Photo: Bread for the World
Photo: Bread for the World

Yesterday, the House Judiciary Committee approved the “Agricultural Guestworker Act” (H.R. 1773), or “Ag Act,” the second partisan immigration bill this week that does little to fix our broken immigration system.  Introduced by Representative Goodlatte (R–Va.), Chair of the Judiciary Committee, the “Ag Act” would replace the current agricultural visa program with a new, but even more dysfunctional, guestworker program.  The bill fails to provide a pathway to citizenship for undocumented agricultural workers, weakens labor protections, and will ultimately disrupt the U.S. agricultural industry.  In short, the “Ag Act” does not bring us any closer to a working immigration system.

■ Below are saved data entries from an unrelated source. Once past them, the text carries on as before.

//! Repository trait for publishers.

use crate::domain::entities::Publisher;
use crate::error::AppError;
use async_trait::async_trait;

/// Repository interface for publisher records.
///
/// Each method is atomic: uniqueness checks and the mutation they guard happen
/// under one acquisition of the store, so concurrent requests never observe or
/// produce a half-applied change.
///
/// # Implementations
///
/// - [`crate::infrastructure::persistence::MemoryStore`] - in-process store
/// - Test mocks available with `cfg(test)`
#[cfg_attr(test, mockall::automock)]
#[async_trait]
pub trait PublisherRepository: Send + Sync {
    /// Returns every publisher with its domains, in insertion order.
    async fn list(&self) -> Result<Vec<Publisher>, AppError>;

    /// Finds a publisher by exact name.
    async fn find_by_name(&self, name: &str) -> Result<Option<Publisher>, AppError>;

    /// Appends a new publisher with no domains.
    ///
    /// # Errors
    ///
    /// Returns [`AppError::Duplicate`] if the name is already taken.
    async fn create(&self, name: String) -> Result<Publisher, AppError>;

    /// Renames a publisher in place, keeping its domains.
    ///
    /// # Errors
    ///
    /// Returns [`AppError::NotFound`] if `old_name` does not exist.
    /// Returns [`AppError::Duplicate`] if another publisher already uses `new_name`.
    async fn rename(&self, old_name: &str, new_name: String) -> Result<Publisher, AppError>;

    /// Removes a publisher together with all its domains and returns it.
    ///
    /// # Errors
    ///
    /// Returns [`AppError::NotFound`] if the publisher does not exist.
    async fn delete(&self, name: &str) -> Result<Publisher, AppError>;
}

Key Provisions of the “Ag Act”

  • Replaces the current H2-A visa program for temporary agricultural workers with a new H2-C visa program
  • Fails to provide a pathway to citizenship or permanent residency for undocumented agricultural workers
  • Requires agricultural workers to leave the country following the end of their visa without providing any guarantee that they will be able to return
  • Eliminates the Adverse Effect Wage Rate (AEWR), one of the minimum wage rate standards for agricultural workers established annually by U.S. Department of Agriculture
  • Replaces the H2-A labor certification process for employers to hire foreign agricultural workers with a new attestation process that will result in less employer accountability and less protection for agricultural workers

Like the enforcement-only measure that the Committee marked up and passed on Tuesday, most of the amendments adopted during the committee hearing only made the bill worse.  One of the most egregious amendments, offered by Representative Goodlatte, requires undocumented agricultural workers to report themselves as undocumented, voluntarily leave the country, and then return only at the request of their employer.  Essentially, Chairman Goodlatte’s amendment creates a policy of self-deportation similar to the one espoused by Governor Mitt Romney in his failed presidential bid.  American voters rejected the idea of self-deportation because it fails to offer a real solution to fix our broken immigration system.  Self-deportation did not work Governor Romney and it will not work for Representative Goodlatte.